Bridging the gap: Anatomy of recently growing calcareous crusts in the Bohemian Karst (Czech Republic)

Abstract

This study presents the results of a combined field and microscopy investigation of an unusual hybrid type of carbonate crust that precipitated in subaerial outcrops of Lower Palaeozoic limestone in the Bohemian Karst. The crusts formed pendant, up to 6 cm thick, stalactite-like deposits that filled various cavities within fractured limestone beds. Two distinct microfacies were identified in the crusts: highly porous, coarsely crystalline aggregates that host abundant moss stems, interpreted as bryophyte tufa, and tiny, hemispheroidal, mushroom-shaped coralloids. In some of the thicker crusts, both microfacies coexist in close proximity. However, more commonly, the bryophyte tufa is found in open tectonic fractures and dissolution grooves along limestone bedding planes in sunnier areas of the outcrops, while coralloids dominate in darker, wetter environments such as small crevice caves and the shadowed undersides of overhanging limestone beds and flat limestone cobbles.

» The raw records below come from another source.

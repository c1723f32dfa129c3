use ulid::Ulid;

use crate::model::{SlotError, TimeRange};

#[derive(Debug)]
pub enum EngineError {
    /// Malformed time/date or an inverted range, raised at model construction.
    InvalidSlot(SlotError),
    /// A commit was attempted with zero candidate slots.
    EmptyRequest,
    /// Two candidates within the same commit request overlap each other.
    SelfConflict { first: TimeRange, second: TimeRange },
    /// A candidate overlaps a booking already on the schedule.
    SlotOccupied { requested: TimeRange, existing: Ulid },
    NotFound(Ulid),
    LimitExceeded(&'static str),
    /// The persistence collaborator failed. Surfaced as-is, never retried here.
    WalError(String),
}

impl From<SlotError> for EngineError {
    fn from(e: SlotError) -> Self {
        EngineError::InvalidSlot(e)
    }
}

impl std::fmt::Display for EngineError {
    fn fmt(&self, f: &mut std::fmt::Formatter<'_>) -> std::fmt::Result {
        match self {
            EngineError::InvalidSlot(e) => write!(f, "invalid slot: {e}"),
            EngineError::EmptyRequest => write!(f, "request contains no slots"),
            EngineError::SelfConflict { first, second } => {
                write!(f, "requested slots {first} and {second} overlap each other")
            }
            EngineError::SlotOccupied { requested, existing } => {
                write!(f, "slot {requested} conflicts with existing booking {existing}")
            }
            EngineError::NotFound(id) => write!(f, "no booking with id {id}"),
            EngineError::LimitExceeded(msg) => write!(f, "limit exceeded: {msg}"),
            EngineError::WalError(e) => write!(f, "WAL error: {e}"),
        }
    }
}

impl std::error::Error for EngineError {}
use std::fs::File;
use std::io::{self, BufReader, ErrorKind};
use std::sync::Arc;

use pgwire::tokio::tokio_rustls::rustls::ServerConfig;
use pgwire::tokio::TlsAcceptor;

pub fn load_tls_acceptor(
    cert_path: Option<&str>,
    key_path: Option<&str>,
) -> io::Result<Option<TlsAcceptor>> {
    let (cert_path, key_path) = match (cert_path, key_path) {
        (None, None) => return Ok(None),
        (Some(c), Some(k)) => (c, k),
        _ => {
            return Err(io::Error::new(
                ErrorKind::InvalidInput,
                "both ATRIUM_TLS_CERT and ATRIUM_TLS_KEY must be set, or neither",
            ));
        }
    };

    let certs: Vec<_> = rustls_pemfile::certs(&mut BufReader::new(File::open(cert_path)?))
        .collect::<Result<_, _>>()?;

    let key = rustls_pemfile::private_key(&mut BufReader::new(File::open(key_path)?))?
        .ok_or_else(|| io::Error::new(ErrorKind::InvalidInput, "no private key found in key file"))?;

    let mut config = ServerConfig::builder()
        .with_no_client_auth()
        .with_single_cert(certs, key)
        .map_err(|e| io::Error::new(ErrorKind::InvalidInput, e))?;

    config.alpn_protocols = vec![b"postgresql".to_vec()];

    Ok(Some(TlsAcceptor::from(Arc::new(config))))
}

The coralloids exhibit a distinct, fine internal lamination consisting of convex outward, rhythmically alternating dark and light-colored calcite laminae. The dark laminae are enriched with clay minerals, organic debris, detrital grains, and fine FeMn pigments, which are derived from the limestone bedrock, nearby relict terra rossa paleosoils, and the overlying rendzinic soil cover. These materials were concentrated during thaw or heavy rainfall events. Cathodoluminescence (CL) microscopy of the coralloids revealed vividly luminescent zoning, characteristic of abrupt changes in the composition and reducing potential of the seeping water, which cyclically repeated during speleothem growth. Characteristic peloidal clotted textures, indicative of microbial influence, were also observed in many laminae. This, along with the stromatolitic character of the lamination and the presence of various microorganisms—including actinobacteria, algae, fungi, and bacteria identified on the coralloid exteriors—collectively suggests that the formation of these speleothems likely involved biologically mediated phases.

Surface calcite rhombs on the calcareous crusts were corroded, exhibiting well-developed etch pits, and spiky and ribbon-like calcite crystallites exposed within the cores of severely etched crystals. These erosional effects, likely due to bacterial or fungal activity, suggest that the longevity of these deposits in the rock record may be limited. This is further supported by the relatively young age of the crusts (30 to 70 years), determined through radiocarbon dating and field observations. It is proposed that these recently growing calcareous crusts represent a hybrid, transitional form of carbonate deposits, bridging the gap between biologically influenced calcareous bryophyte tufa and typical speleothems, akin to those recently discovered in the twilling zone of some tropical caves.